You are viewing a plain text version of this content. The canonical link for it is here.
Posted to dev@manifoldcf.apache.org by "Karl Wright (Commented) (JIRA)" <ji...@apache.org> on 2011/11/30 03:05:42 UTC
[jira] [Commented] (CONNECTORS-298) Web connector: SSL does not use
custom SSL socket factory in all cases
[ https://issues.apache.org/jira/browse/CONNECTORS-298?page=com.atlassian.jira.plugin.system.issuetabpanels:comment-tabpanel&focusedCommentId=13159743#comment-13159743 ]
Karl Wright commented on CONNECTORS-298:
----------------------------------------
When I attempt to crawl the above site, I get the following history:
{code}
11-29-2011 20:57:30.199 job end 1322618211892(test)
0 1
11-29-2011 20:57:27.566 fetch https://learningresources.nga.gov/
-11 0 1 robots.txt says so
11-29-2011 20:57:27.551 robots parse https:learningresources.nga.gov:443
SUCCESS 0 1
11-29-2011 20:57:27.147 fetch https://learningresources.nga.gov/robots.txt
200 82 391
11-29-2011 20:57:22.147 fetch http://learningresources.nga.gov
301 242 137
11-29-2011 20:57:17.177 fetch http://learningresources.nga.gov/robots.txt
-103 0 729 java.lang.RuntimeException: Unexpected error: java.security.InvalidAlgorithmParameterException: the trustAnchors parameter must be non-empty
11-29-2011 20:57:10.150 job start 1322618211892(test)
0 1
{code}
Note that the initial fetch of robots.txt via http was unsuccessful and threw the exception, but the subsequent fetch of robots.txt with protocol specified as https worked fine with no errors. It appears to me that the problem may be that the site itself is using SSL even when the incoming request is not https.

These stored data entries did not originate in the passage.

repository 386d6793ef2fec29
mod keybindings;

pub use keybindings::{KeyBinding, KeyBindings, KeyContext};
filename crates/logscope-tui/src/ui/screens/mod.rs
mod log_viewer;

pub use log_viewer::LogViewerScreen;
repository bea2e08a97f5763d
//! 内置发现引擎描述；配置中同名条目覆盖，新名字扩展

use crate::tools::command::DiscoveryTool;
use crate::tools::parser::ParserKind;

pub fn builtin_tools() -> Vec<DiscoveryTool> {
    vec![
        DiscoveryTool::new("amass", "amass", &["enum", "-passive", "-d", "{{target}}"])
            .with_description("OWASP Amass passive enumeration"),
        DiscoveryTool::new("subfinder", "subfinder", &["-d", "{{target}}", "-silent"])
            .with_description("ProjectDiscovery subfinder passive sources"),
        DiscoveryTool::new(
            "dnsenum",
            "dnsenum",
            &["--noreverse", "--dnsserver", "1.1.1.1", "--timeout", "20", "{{target}}"],
        )
        .with_parser(ParserKind::Dnsenum)
        .with_timeout(60)
        .with_description("dnsenum zone walk and brute force"),
        DiscoveryTool::new("sublist3r", "sublist3r", &["-d", "{{target}}", "-o", "/dev/stdout"])
            .with_description("Sublist3r search-engine enumeration"),
    ]
}

/// 内置列表与配置条目合并：按名字覆盖，保持内置在前
pub fn merge_tools(configured: &[DiscoveryTool]) -> Vec<DiscoveryTool> {
    let mut tools = builtin_tools();
    for entry in configured {
        match tools.iter_mut().find(|t| t.name == entry.name) {
            Some(existing) => *existing = entry.clone(),
            None => tools.push(entry.clone()),
        }
    }
    tools
}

Note also that the crawl stopped because robots prohibited it.
> Web connector: SSL does not use custom SSL socket factory in all cases
> ----------------------------------------------------------------------
>
> Key: CONNECTORS-298
> URL: https://issues.apache.org/jira/browse/CONNECTORS-298
> Project: ManifoldCF
> Issue Type: Bug
> Components: Web connector
> Affects Versions: ManifoldCF 0.3
> Reporter: Karl Wright
> Assignee: Karl Wright
> Fix For: ManifoldCF 0.4
>
>
> When crawling learningresources.nga.gov, the web connector gets a strange exception from certificate verification logic in Sun's SSL implementation. The stack trace indicates that the ManifoldCF secure socket factory may not have been used to set up the stream either. Here's the trace:
> INFO 2011-11-29 20:13:33,397 (Thread-535) - I/O exception (javax.net.ssl.SSLException) caught when processing request: java.lang.RuntimeException: Unexpected error: java.security.InvalidAlgorithmParameterException: the trustAnchors parameter must be non-empty
> DEBUG 2011-11-29 20:13:33,397 (Thread-535) - java.lang.RuntimeException: Unexpected error: java.security.InvalidAlgorithmParameterException: the trustAnchors parameter must be non-empty
> javax.net.ssl.SSLException: java.lang.RuntimeException: Unexpected error: java.security.InvalidAlgorithmParameterException: the trustAnchors parameter must be non-empty
> at com.sun.net.ssl.internal.ssl.Alerts.getSSLException(Alerts.java:190)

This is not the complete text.